Argumentation • Written arguments: • Attempt to convince the reader to agree with a particular point of view • Attempt to convince the reader to make a particular decision • Attempt to convince the reader to pursue a particular course of action.
Argumentation • Writers of arguments must: • Imagine their probable audience and predict the sorts of objections that may be raised. • Choose in advance a specific, sufficiently detailed thesis or proposition. • Be extremely organized and choose the best style that will best suit the argument’s subject, purpose, and thesis.
Categories of Argumentation: Persuasion and Logic • Persuasive Appeals: are directed at reader’s emotions, at their subconscious, even at their biases and prejudices. • They involve diction, figurative language, analogy, rhythmic patterns of speech, and the establishment of a tone that will encourage a positive response. • Attempt to get the audience to take action.
Categories of Argumentation: Persuasion and Logic • Logical Appeals: are directed primarily at the audience’s intellectual faculties, understanding, and knowledge. • Depend on the reasoned movement from assertion to evidence to conclusion and on an almost mathematical system of proof and counterproof. • Do not normally impel its audience to action. • Commonly found in scientific articles, legal decisions, and technical proposals.

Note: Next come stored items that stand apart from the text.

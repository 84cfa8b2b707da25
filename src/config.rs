//! Symbolic configurations

use std::collections::BTreeMap;

use octopus_expr::{TermId, TermPool};
use octopus_ir::{Parser, StateId, Target};

/// Symbolic register file: register name to current term.
pub type RegFile = BTreeMap<String, TermId>;

#[derive(Debug, Clone, Copy, PartialEq, Eq, Hash, PartialOrd, Ord)]
/// Terminal verdict of one side.
pub enum Verdict {
    Accept,
    Reject,
}

#[derive(Debug, Clone, Copy, PartialEq, Eq, Hash, PartialOrd, Ord)]
/// Control position of one side: a live state or a committed verdict.
pub enum Control {
    At(StateId),
    Accept,
    Reject,
}

impl Control {
    /// The committed verdict, if any.
    pub const fn verdict(&self) -> Option<Verdict> {
        match self {
            Control::Accept => Some(Verdict::Accept),
            Control::Reject => Some(Verdict::Reject),
            Control::At(_) => None,
        }
    }

    pub const fn is_terminal(&self) -> bool {
        self.verdict().is_some()
    }

    /// Human-readable tag, using the parser's state names.
    pub fn tag(&self, parser: &Parser) -> String {
        match self {
            Control::At(id) => parser.state(*id).name().to_string(),
            Control::Accept => "accept".into(),
            Control::Reject => "reject".into(),
        }
    }
}

impl From<Target> for Control {
    fn from(target: Target) -> Self {
        match target {
            Target::State(id) => Control::At(id),
            Target::Accept => Control::Accept,
            Target::Reject => Control::Reject,
        }
    }
}

/// One side of the bisimulation: control state, path condition, register
/// file, and the input bits consumed but not yet executed.
///
/// Configurations are immutable once built; stepping produces fresh ones.
#[derive(Debug, Clone)]
pub struct Cfg {
    pub control: Control,
    /// Conjunction of the select guards taken to reach this point.
    pub path_cond: TermId,
    pub regs: RegFile,
    /// Bits consumed since entering the current state, oldest first.
    /// Always shorter than the state's appetite.
    pub pending: Vec<TermId>,
    /// Total input bits consumed from the shared buffer.
    pub offset: usize,
}

impl Cfg {
    /// The configuration before any input: start state, empty path
    /// condition, every register holding its opaque initial value.
    ///
    /// The initial value is one opaque variable per register name and
    /// width, shared by both sides, so a register neither side ever
    /// writes compares equal. The width is part of the variable name
    /// because the sides may declare the same name at different widths.
    pub fn initial(pool: &mut TermPool, parser: &Parser) -> Cfg {
        let regs = parser
            .registers()
            .iter()
            .map(|register| {
                let init = pool.var(Self::init_name(&register.name, register.width), register.width);
                (register.name.clone(), init)
            })
            .collect();
        Cfg {
            control: Control::At(parser.start()),
            path_cond: pool.tru(),
            regs,
            pending: Vec::new(),
            offset: 0,
        }
    }

    /// Name of the opaque initial-value variable of a register.
    pub fn init_name(register: &str, width: u32) -> String {
        format!("init_{register}_{width}")
    }

    pub fn verdict(&self) -> Option<Verdict> {
        self.control.verdict()
    }

    /// Input bits this side still wants before its next branch; `None`
    /// once terminal.
    pub fn remaining(&self, parser: &Parser) -> Option<usize> {
        match self.control {
            Control::At(id) => {
                Some(parser.appetite(id) as usize - self.pending.len())
            }
            Control::Accept | Control::Reject => None,
        }
    }
}

/// The pair configuration the engine explores: both sides plus the joint
/// breadth-first depth. Both sides always share the same offset — the
/// packet is one packet, consumed in lock-step.
#[derive(Debug, Clone)]
pub struct PairCfg {
    pub left: Cfg,
    pub right: Cfg,
    pub depth: usize,
}

impl PairCfg {
    pub fn new(left: Cfg, right: Cfg, depth: usize) -> Self {
        debug_assert_eq!(left.offset, right.offset, "sides consumed different prefixes");
        Self { left, right, depth }
    }

    /// Bits consumed by both sides.
    pub fn offset(&self) -> usize {
        self.left.offset
    }

    /// Conjunction of both sides' path conditions.
    pub fn joint_path_cond(&self, pool: &mut TermPool) -> TermId {
        pool.band(self.left.path_cond, self.right.path_cond)
    }
}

Categories of Argumentation: Persuasion and Logic • Most arguments are a combination of persuasion and logic. • For example, a well-written editorial will present a logical arrangement of assertions and evidence, but will also use persuasive patterns of language to reinforce its effectiveness. • The kind of appeal a writer focuses on depends on the nature of the topic, support, and audience.
Argumentation • True arguments make assertions about which there is a legitimate and recognized difference of opinion. • For example, readers do not need to be convinced that crime rates should be reduced or computers are changing the world. Although, not everyone would agree that the death penalty reduces the incidence of crime—this could be argued.
Argumentation • In argumentation, writers frequently use other strategies to prove their point. They may: define, compare and contrast, analyze causes and effects, classify, and describe. • It is the writer’s attempt to convince, not explain, that is of primary importance in an argumentative essay.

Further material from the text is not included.